Jacqueline’s Space: Math – A Grand Symphony
Remember high school math class? To me, math homework seemed like an incoherent string of abstract puzzles on a sheet of notebook paper. But when I read what Albert Einstein described as “the happiest thought of his life,” everything changed.
Imagine standing in an elevator, and someone cuts the cables. Weightless, you enter a free fall. Everything in the elevator floats, bounces and tumbles off the walls.
Now, again imagine standing in an elevator, but this time, in the depth of space. The elevator is accelerating upwards at 9.8 meters per second squared, the acceleration of earth’s gravity. If you were in this elevator, you could walk, sit, throw an apple in the air and watch it fall to the floor, just as if the elevator was sitting safely on earth.
Perhaps the thought of experiencing weightlessness seemed a joyous thrill to Einstein, living in the early 1900s, far before the floating and tumbling astronauts living on the International Space Station.
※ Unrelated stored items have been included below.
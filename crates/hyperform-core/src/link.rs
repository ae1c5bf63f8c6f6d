//! Links and the affordances attached to them.

use std::collections::HashMap;

use serde::{Deserialize, Serialize};

use crate::affordance::Affordance;
use crate::error::{AffordanceError, Result};
use crate::uri::{TemplateVariables, UriComponents, UriTemplate};

/// Relation of a link to the resource itself.
pub const SELF_REL: &str = "self";

/// A hypermedia link: href (possibly templated), relation and affordances.
#[derive(Debug, Clone, PartialEq, Serialize, Deserialize)]
pub struct Link {
    href: String,
    rel: String,
    #[serde(skip_serializing_if = "Option::is_none")]
    title: Option<String>,
    #[serde(skip)]
    affordances: Vec<Affordance>,
}

impl Link {
    /// Create a link.
    pub fn new(href: impl Into<String>, rel: impl Into<String>) -> Self {
        Self {
            href: href.into(),
            rel: rel.into(),
            title: None,
            affordances: Vec::new(),
        }
    }

    /// Create a link whose href is the target of the first affordance.
    ///
    /// # Errors
    ///
    /// Returns [`AffordanceError::InvalidArgument`] if `affordances` is empty.
    pub fn from_affordances(rel: impl Into<String>, affordances: Vec<Affordance>) -> Result<Self> {
        let href = affordances
            .first()
            .map(|a| a.target().as_str().to_string())
            .ok_or_else(|| AffordanceError::InvalidArgument("no affordances to link".to_string()))?;
        Ok(Self::new(href, rel).with_affordances(affordances))
    }

    /// Set the title.
    #[must_use]
    pub fn with_title(mut self, title: impl Into<String>) -> Self {
        self.title = Some(title.into());
        self
    }

    /// Attach one affordance.
    #[must_use]
    pub fn with_affordance(mut self, affordance: Affordance) -> Self {
        self.affordances.push(affordance);
        self
    }

    /// Attach several affordances.
    #[must_use]
    pub fn with_affordances(mut self, affordances: impl IntoIterator<Item = Affordance>) -> Self {
        self.affordances.extend(affordances);
        self
    }

    /// Same link under a different relation.
    #[must_use]
    pub fn with_rel(mut self, rel: impl Into<String>) -> Self {
        self.rel = rel.into();
        self
    }

    /// Raw href.
    pub fn href(&self) -> &str {
        &self.href
    }

    /// Relation.
    pub fn rel(&self) -> &str {
        &self.rel
    }

    /// Title.
    pub fn title(&self) -> Option<&str> {
        self.title.as_deref()
    }

    /// Attached affordances.
    pub fn affordances(&self) -> &[Affordance] {
        &self.affordances
    }

    /// Parsed href.
    pub fn template(&self) -> UriTemplate {
        UriTemplate::new(self.href.as_str())
    }

    /// Whether the href has template variables.
    pub fn is_templated(&self) -> bool {
        self.template().is_templated()
    }

    /// Whether path variables remain before the query part.
    pub fn is_base_uri_templated(&self) -> bool {
        self.template().is_base_uri_templated()
    }

    /// Template variables of the href.
    pub fn variables(&self) -> TemplateVariables {
        self.template().variables().clone()
    }

    /// Href with unbound optional variables removed.
    pub fn expand(&self) -> String {
        self.template().expand_partial(&HashMap::new())
    }

    /// Href expanded with values.
    ///
    /// # Errors
    ///
    /// Returns [`AffordanceError::MissingVariable`] if a path variable has no value.
    pub fn expand_with(&self, values: &HashMap<String, String>) -> Result<String> {
        self.template().expand(values)
    }

    /// Resolved components of [`expand`](Self::expand).
    pub fn components(&self) -> UriComponents {
        UriComponents::parse(&self.expand())
    }
}

#[cfg(test)]
mod tests {
    use super::*;
    use crate::method::HttpMethod;
    use pretty_assertions::assert_eq;

    #[test]
    fn test_expand_removes_query_variables() {
        let link = Link::new("/events{?name,location}", "search");
        assert!(link.is_templated());
        assert!(!link.is_base_uri_templated());
        assert_eq!(link.expand(), "/events");
        assert_eq!(link.variables().names(), vec!["name", "location"]);
    }

    #[test]
    fn test_from_affordances_uses_first_target() {
        let link = Link::from_affordances(
            SELF_REL,
            vec![
                Affordance::new("findEvent", HttpMethod::Get, "/events/1"),
                Affordance::new("updateEvent", HttpMethod::Put, "/events/1"),
            ],
        )
        .unwrap();
        assert_eq!(link.href(), "/events/1");
        assert_eq!(link.affordances().len(), 2);
        assert!(Link::from_affordances(SELF_REL, Vec::new()).is_err());
    }

    #[test]
    fn test_serializes_without_affordances() {
        let link = Link::new("/events/1", SELF_REL)
            .with_title("Event")
            .with_affordance(Affordance::new("deleteEvent", HttpMethod::Delete, "/events/1"));
        let json = serde_json::to_value(&link).unwrap();
        assert_eq!(
            json,
            serde_json::json!({"href": "/events/1", "rel": "self", "title": "Event"})
        );
    }
}
//! XHTML5 forms (`application/xhtml+xml`).
//!
//! Rendering follows these rules, first match wins:
//!
//! 1. A GET affordance without parameters or template variables is an
//!    anchor.
//! 2. An affordance whose target has template variables no parameter
//!    describes renders nothing if path variables are unbound. Otherwise
//!    only GET affordances become forms, with one text input per such
//!    variable; other methods are skipped.
//! 3. Everything else is a `<form>`. Methods HTML cannot express are posted
//!    with a hidden method override field.
//!
//! Links without affordances are anchors, or GET forms when templated.

mod documentation;
mod field;
mod markup;
mod model;
mod writer;

pub use documentation::{DocumentationProvider, NoDocumentation, PrefixDocumentation};
pub use field::{FormField, SelectOption, Widget};
pub use markup::{Attributes, Markup, escape_html};
pub use model::XhtmlAffordanceModel;
pub use writer::XhtmlWriter;
//! Suggestions: the selectable options of an enumerated input.

use std::hash::{Hash, Hasher};

use serde::{Deserialize, Serialize};
use serde_json::Value;

/// Render a JSON value the way it appears in a form field.
///
/// Strings are used verbatim, `null` becomes the empty string and everything
/// else uses its JSON text.
pub fn value_to_string(value: &Value) -> String {
    match value {
        Value::Null => String::new(),
        Value::String(s) => s.clone(),
        other => other.to_string(),
    }
}

/// One selectable option: display text, identifier and the underlying value.
///
/// Two suggestions are equal when their text and id are equal, whatever
/// their underlying values.
#[derive(Debug, Clone, Serialize, Deserialize)]
pub struct Suggestion {
    text: String,
    id: String,
    value: Value,
}

impl Suggestion {
    /// Create a suggestion.
    pub fn new(text: impl Into<String>, id: impl Into<String>, value: impl Into<Value>) -> Self {
        Self {
            text: text.into(),
            id: id.into(),
            value: value.into(),
        }
    }

    /// Wrap plain values; text and id are both the value's string form.
    pub fn wrap<I, V>(values: I) -> Vec<Suggestion>
    where
        I: IntoIterator<Item = V>,
        V: Into<Value>,
    {
        values
            .into_iter()
            .map(|value| {
                let value = value.into();
                let text = value_to_string(&value);
                Self::new(text.clone(), text, value)
            })
            .collect()
    }

    /// Display text.
    pub fn text(&self) -> &str {
        &self.text
    }

    /// Identifier submitted by a form.
    pub fn id(&self) -> &str {
        &self.id
    }

    /// Underlying value.
    pub fn value(&self) -> &Value {
        &self.value
    }

    /// Whether a current parameter value selects this suggestion, either by
    /// value or by its identifier.
    pub fn matches(&self, current: &Value) -> bool {
        !current.is_null() && (self.value == *current || self.id == value_to_string(current))
    }
}

impl PartialEq for Suggestion {
    fn eq(&self, other: &Self) -> bool {
        self.text == other.text && self.id == other.id
    }
}

impl Eq for Suggestion {}

impl Hash for Suggestion {
    fn hash<H: Hasher>(&self, state: &mut H) {
        self.text.hash(state);
        self.id.hash(state);
    }
}

/// A remote search endpoint that supplies suggestions at runtime.
#[derive(Debug, Clone, PartialEq, Eq, Serialize, Deserialize)]
#[serde(rename_all = "camelCase")]
pub struct RemoteSuggestions {
    /// Search URI, possibly templated.
    pub href: String,
    /// Field of each result used as submitted value.
    #[serde(skip_serializing_if = "Option::is_none")]
    pub value_field: Option<String>,
    /// Field of each result used as display text.
    #[serde(skip_serializing_if = "Option::is_none")]
    pub prompt_field: Option<String>,
}

impl RemoteSuggestions {
    /// Create a reference to a search endpoint.
    pub fn new(href: impl Into<String>) -> Self {
        Self {
            href: href.into(),
            value_field: None,
            prompt_field: None,
        }
    }

    /// Set the value field.
    #[must_use]
    pub fn with_value_field(mut self, field: impl Into<String>) -> Self {
        self.value_field = Some(field.into());
        self
    }

    /// Set the prompt field.
    #[must_use]
    pub fn with_prompt_field(mut self, field: impl Into<String>) -> Self {
        self.prompt_field = Some(field.into());
        self
    }
}

/// Where a parameter's allowed values come from.
#[derive(Debug, Clone, Default, PartialEq, Eq)]
pub enum PossibleValues {
    /// Free input.
    #[default]
    None,
    /// A fixed enumeration; each constant is both text and value.
    Enumeration(Vec<String>),
    /// A declared list of suggestions.
    Static(Vec<Suggestion>),
    /// Values found by a remote search; no inline options.
    Remote(RemoteSuggestions),
}

impl PossibleValues {
    /// Enumeration from constant names.
    pub fn enumeration<I, S>(constants: I) -> Self
    where
        I: IntoIterator<Item = S>,
        S: Into<String>,
    {
        Self::Enumeration(constants.into_iter().map(Into::into).collect())
    }

    /// Inline suggestions in declaration order. Remote and free input have none.
    pub fn resolve(&self) -> Vec<Suggestion> {
        match self {
            Self::None | Self::Remote(_) => Vec::new(),
            Self::Enumeration(constants) => Suggestion::wrap(constants.iter().cloned()),
            Self::Static(suggestions) => suggestions.clone(),
        }
    }

    /// The remote search reference, if any.
    pub fn remote(&self) -> Option<&RemoteSuggestions> {
        match self {
            Self::Remote(remote) => Some(remote),
            _ => None,
        }
    }
}

#[cfg(test)]
mod tests {
    use super::*;
    use pretty_assertions::assert_eq;
    use proptest::prelude::*;
    use serde_json::json;
    use std::collections::HashSet;
    use std::collections::hash_map::DefaultHasher;

    fn hash_of(s: &Suggestion) -> u64 {
        let mut hasher = DefaultHasher::new();
        s.hash(&mut hasher);
        hasher.finish()
    }

    #[test]
    fn test_wrap_uses_string_form() {
        let wrapped = Suggestion::wrap([json!("7-10"), json!(11), json!(true)]);
        let ids: Vec<&str> = wrapped.iter().map(Suggestion::id).collect();
        assert_eq!(ids, vec!["7-10", "11", "true"]);
        assert_eq!(wrapped[1].value(), &json!(11));
    }

    #[test]
    fn test_equality_ignores_value() {
        let a = Suggestion::new("Small", "S", json!({"size": 1}));
        let b = Suggestion::new("Small", "S", json!({"size": 2}));
        assert_eq!(a, b);
        assert_eq!(hash_of(&a), hash_of(&b));

        let set: HashSet<_> = [a, b].into_iter().collect();
        assert_eq!(set.len(), 1);
    }

    #[test]
    fn test_matches_by_value_or_id() {
        let s = Suggestion::new("S2", "2", json!(2));
        assert!(s.matches(&json!(2)));
        assert!(s.matches(&json!("2")));
        assert!(!s.matches(&json!(1)));
        assert!(!s.matches(&Value::Null));
    }

    #[test]
    fn test_enumeration_resolves_in_order() {
        let values = PossibleValues::enumeration(["EVENT_CANCELLED", "EVENT_SCHEDULED"]);
        let texts: Vec<String> = values.resolve().iter().map(|s| s.text().to_string()).collect();
        assert_eq!(texts, vec!["EVENT_CANCELLED", "EVENT_SCHEDULED"]);
    }

    #[test]
    fn test_remote_has_no_inline_suggestions() {
        let values = PossibleValues::Remote(RemoteSuggestions::new("/people{?q}"));
        assert!(values.resolve().is_empty());
        assert_eq!(values.remote().map(|r| r.href.as_str()), Some("/people{?q}"));
    }

    proptest! {
        #![proptest_config(ProptestConfig::with_cases(100))]

        #[test]
        fn prop_equal_text_and_id_hash_equal(text in ".{0,12}", id in ".{0,12}", a in any::<i64>(), b in any::<i64>()) {
            let first = Suggestion::new(text.clone(), id.clone(), a);
            let second = Suggestion::new(text, id, b);
            prop_assert_eq!(&first, &second);
            prop_assert_eq!(hash_of(&first), hash_of(&second));
        }

        #[test]
        fn prop_different_id_never_equal(text in ".{0,12}", id in "[a-z]{1,8}") {
            let first = Suggestion::new(text.clone(), id.clone(), 1);
            let second = Suggestion::new(text, format!("{id}x"), 1);
            prop_assert_ne!(first, second);
        }
    }
}
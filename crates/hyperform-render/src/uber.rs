//! UBER+JSON documents (`application/vnd.amundsen-uber+json`).
//!
//! Everything in UBER is a nested `data` element. Links become elements with
//! `url` and `rel`, affordances become elements with an `action`, and
//! resource content becomes named `value` elements.

use std::fmt;

use hyperform_core::suggest::value_to_string;
use hyperform_core::{
    ActionInputParameter, Affordance, AffordanceError, HttpMethod, Link, MediaType, PageMetadata,
    PagedResources, Resource, Resources, Result, UriComponents,
};
use serde::ser::{SerializeStruct, Serializer};
use serde::{Deserialize, Serialize};
use serde_json::Value;
use tracing::debug;

use crate::model::{AffordanceModel, input_properties_of, query_properties_of};

/// What an UBER transition does to the target.
#[derive(Debug, Clone, Copy, Default, PartialEq, Eq, Hash, Serialize, Deserialize)]
#[serde(rename_all = "lowercase")]
pub enum UberAction {
    /// POST: add to a collection.
    Append,
    /// PATCH: change part of the target.
    Partial,
    /// GET: read without side effects.
    #[default]
    Read,
    /// DELETE: remove the target.
    Remove,
    /// PUT: replace the target.
    Replace,
}

impl UberAction {
    /// Action of an HTTP method.
    ///
    /// # Errors
    ///
    /// Returns [`AffordanceError::UnsupportedMethod`] for OPTIONS, HEAD and
    /// TRACE, which have no UBER action.
    pub fn for_request_method(method: HttpMethod) -> Result<Self> {
        match method {
            HttpMethod::Get => Ok(Self::Read),
            HttpMethod::Post => Ok(Self::Append),
            HttpMethod::Put => Ok(Self::Replace),
            HttpMethod::Patch => Ok(Self::Partial),
            HttpMethod::Delete => Ok(Self::Remove),
            other => Err(AffordanceError::UnsupportedMethod(other)),
        }
    }

    /// HTTP method of the action.
    pub fn http_method(self) -> HttpMethod {
        match self {
            Self::Append => HttpMethod::Post,
            Self::Partial => HttpMethod::Patch,
            Self::Read => HttpMethod::Get,
            Self::Remove => HttpMethod::Delete,
            Self::Replace => HttpMethod::Put,
        }
    }

    /// Whether this is the default `read` action, which is never serialized.
    pub fn is_read(&self) -> bool {
        *self == Self::Read
    }
}

impl fmt::Display for UberAction {
    fn fmt(&self, f: &mut fmt::Formatter<'_>) -> fmt::Result {
        let s = match self {
            Self::Append => "append",
            Self::Partial => "partial",
            Self::Read => "read",
            Self::Remove => "remove",
            Self::Replace => "replace",
        };
        f.write_str(s)
    }
}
But Einstein’s joy in this thought likely comes from what it revealed. In the weightless scenario, gravity is still acting upon you – you are still falling towards earth. In the accelerating elevator, there is no gravity and yet you feel your weight. He called this idea the equivalence principle, equating the effects of acceleration to gravity.
From here, Einstein found inferences about gravity based off acceleration. This thought experiment, joined by many others Einstein created, became his revolutionary theory of general relativity.
Gravity is not a force tugging against you, as Isaac Newton thought. Gravity is the curvature of spacetime.
This explanation may bring up more questions than answers. If you’re curious about Einstein’s theory of general relativity, I recommend the YouTube video “Why Gravity is NOT a Force” by Veritasium. However, it’s the very complexity of this topic that highlights my point.
Einstein used his imagination to explain how everything in the universe interacts. Why the moon orbits the earth, why earth orbits the sun and why the solar system exists in the Milky Way. What a complex topic. Yet, Einstein didn’t sit idly at a desk crunching numbers until they worked. Einstein was a visionary.
Then, over many years, Einstein took his daydream and made it a reality. Here is where the mathematical music begins to play, with Einstein as the great composer.
He could hear the music, but then he had to write it down. Instead of notes, rests and key signatures, Einstein’s pen wrote equations that turned these creative thought experiments into mathematical equations. Math became the applicable expression of his creative daydream — his symphony.
His daydreams could now be tested. Since then, scientists have been playing the piece. So far, the notes harmonize.
In 1919, Einstein’s theory was proven when starlight bent around the sun during an eclipse, just as he predicted, because of the curve of space time.
In 2015, the first gravitational waves, ripples in spacetime were recorded, as Einstein predicted.
Einstein also foresaw something he didn’t even think was real: the black hole. In a 1939 paper, Einstein conceived the idea of a black hole, however he concluded that such an idea was not actually real in nature. But in 2019, scientists photographed a black hole, just as Einstein described it. Like an artist at an easel, Einstein could use his theory to paint something into reality.
But, of course, Einstein could be wrong. Here is where the word choice of Einstein as a composer, not simply the conductor of a grand piece already written, is important. Because someone else could come along and begin to write an original composition far grandeur and far more accurate.
What does this all say about math? So many times, we see math as literal, like there can only be one answer. But it is inherently creative. Einstein could not just sit down at a table and work numbers to come up with his theory. He had to think. He had to imagine.
To Einstein, math was an art because he used his imagination to bring his math homework to life. So, maybe try a little creativity before you grudge over your next math assignment. You might just become the next Einstein.